Task: Word for word, write out all of the data below.

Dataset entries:
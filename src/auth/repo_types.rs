use serde::{Deserialize, Serialize};
use sqlx::FromRow;

/// User record in the database.
#[derive(Debug, Clone, Serialize, Deserialize, FromRow)]
pub struct User {
    pub id: i64,
    pub username: String,
    pub email: String,
    #[serde(skip_serializing)]
    pub password_hash: String, // Argon2 PHC string, not exposed in JSON
    pub admin: bool,
}

/// Columns needed to insert a user; ids are assigned by the store.
#[derive(Debug, Clone, PartialEq, Eq)]
pub struct NewUser {
    pub username: String,
    pub email: String,
    pub password_hash: String,
    pub admin: bool,
}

Answer to this task:
filename src/auth/repo_types.rs
use serde::{Deserialize, Serialize};
use sqlx::FromRow;

/// User record in the database.
#[derive(Debug, Clone, Serialize, Deserialize, FromRow)]
pub struct User {
    pub id: i64,
    pub username: String,
    pub email: String,
    #[serde(skip_serializing)]
    pub password_hash: String, // Argon2 PHC string, not exposed in JSON
    pub admin: bool,
}

/// Columns needed to insert a user; ids are assigned by the store.
#[derive(Debug, Clone, PartialEq, Eq)]
pub struct NewUser {
    pub username: String,
    pub email: String,
    pub password_hash: String,
    pub admin: bool,
}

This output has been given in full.